For European organizations using Medusa versions prior to 1.0.19, this SSRF vulnerability poses a moderate risk. Attackers could leverage the vulnerability to pivot into internal networks by sending crafted POST requests to internal services that are not exposed externally, potentially leading to information disclosure or further exploitation. This could impact confidentiality if sensitive internal endpoints are accessed, integrity if internal services are manipulated via forged requests, and availability if internal resources are overwhelmed or disrupted. Given that Medusa is often deployed in home or small office environments for media management, the direct impact on large enterprise environments may be limited. However, organizations that integrate Medusa into broader media or content management workflows could face risks if internal services are exposed via SSRF. Additionally, the unauthenticated nature of the vulnerability increases the attack surface, allowing remote attackers to exploit it without credentials. The blind nature of the SSRF limits immediate feedback to attackers but does not diminish the potential for lateral movement or reconnaissance within internal networks. Overall, the impact is medium severity but could escalate if combined with other vulnerabilities or misconfigurations.
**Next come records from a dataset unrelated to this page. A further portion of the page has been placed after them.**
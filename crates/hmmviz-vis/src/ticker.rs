//! Tick sources.
//!
//! Anything that periodically calls [`TickSink::on_tick`] can drive a diagram:
//! [`TokioTicker`] does so in real time on a tokio runtime, [`ManualClock`]
//! does so on demand for deterministic tests and offline rendering.

use std::time::Duration;

use tokio::task::JoinHandle;
use tokio::time::{Instant, MissedTickBehavior};
use tracing::{debug, info};

/// Receiver of animation ticks.
pub trait TickSink {
    /// Apply `dt` of elapsed time. Returning `false` asks the source to stop.
    fn on_tick(&self, dt: Duration) -> bool;
}

/// Steps a sink by a fixed `dt` whenever asked.
pub struct ManualClock<'a, S: TickSink + ?Sized> {
    sink: &'a S,
    step: Duration,
    elapsed: Duration,
}

impl<'a, S: TickSink + ?Sized> ManualClock<'a, S> {
    pub fn new(sink: &'a S, step: Duration) -> Self {
        Self {
            sink,
            step,
            elapsed: Duration::ZERO,
        }
    }

    /// Deliver one tick. Returns the sink's answer.
    pub fn tick(&mut self) -> bool {
        self.elapsed += self.step;
        self.sink.on_tick(self.step)
    }

    /// Deliver up to `n` ticks, stopping early if the sink asks to.
    pub fn advance(&mut self, n: usize) -> usize {
        for delivered in 0..n {
            if !self.tick() {
                return delivered + 1;
            }
        }
        n
    }

    /// Tick until `done` holds, giving up after `max_ticks`. Returns whether
    /// `done` was reached.
    pub fn run_until(&mut self, max_ticks: usize, mut done: impl FnMut() -> bool) -> bool {
        for _ in 0..max_ticks {
            if done() {
                return true;
            }
            if !self.tick() {
                return done();
            }
        }
        done()
    }

    /// Simulated time delivered so far.
    pub fn elapsed(&self) -> Duration {
        self.elapsed
    }
}

/// Real-time tick source on the current tokio runtime.
///
/// Ticks are delivered sequentially from a single task. Under load, missed
/// ticks are skipped and the next delivered `dt` covers the whole gap, so
/// time is never applied out of order. The task ends when the callback
/// returns `false`, or when the ticker is stopped or dropped.
#[derive(Debug)]
pub struct TokioTicker {
    handle: JoinHandle<()>,
    period: Duration,
}

impl TokioTicker {
    /// Spawn on the current runtime. Panics outside a tokio runtime, like
    /// `tokio::spawn`.
    pub fn spawn<F>(period: Duration, mut on_tick: F) -> Self
    where
        F: FnMut(Duration) -> bool + Send + 'static,
    {
        let period = period.max(Duration::from_millis(1));
        let handle = tokio::spawn(async move {
            let mut interval = tokio::time::interval(period);
            interval.set_missed_tick_behavior(MissedTickBehavior::Skip);
            // The first tick completes immediately.
            interval.tick().await;
            let mut last = Instant::now();
            loop {
                interval.tick().await;
                let now = Instant::now();
                let dt = now - last;
                last = now;
                if !on_tick(dt) {
                    debug!("tick sink asked to stop");
                    break;
                }
            }
        });
        info!(period_ms = period.as_millis() as u64, "ticker started");
        Self { handle, period }
    }

    pub fn period(&self) -> Duration {
        self.period
    }

    /// Stop delivering ticks. Takes effect before the next tick fires.
    pub fn stop(&self) {
        if !self.handle.is_finished() {
            self.handle.abort();
            info!("ticker stopped");
        }
    }

    pub fn is_finished(&self) -> bool {
        self.handle.is_finished()
    }
}

impl Drop for TokioTicker {
    fn drop(&mut self) {
        self.handle.abort();
    }
}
Upgrade Medusa to version 1.0.19 or later, where the SSRF vulnerability has been patched. If immediate upgrade is not feasible, restrict network egress from the Medusa server to only trusted endpoints, preventing arbitrary outbound HTTP requests. Implement network-level controls such as firewall rules or proxy filtering to block unauthorized outbound requests from the Medusa server, especially to internal IP ranges. Disable or restrict the use of the Discord notification feature if it is not required, reducing the attack surface. Monitor logs for unusual outbound HTTP requests originating from the Medusa server, particularly POST requests to unexpected destinations. Conduct internal network scans to identify any services that could be targeted via SSRF and apply appropriate access controls or authentication mechanisms to those services. Educate users and administrators about the risks of SSRF and ensure secure configuration of webhook URLs, avoiding user-controlled inputs where possible.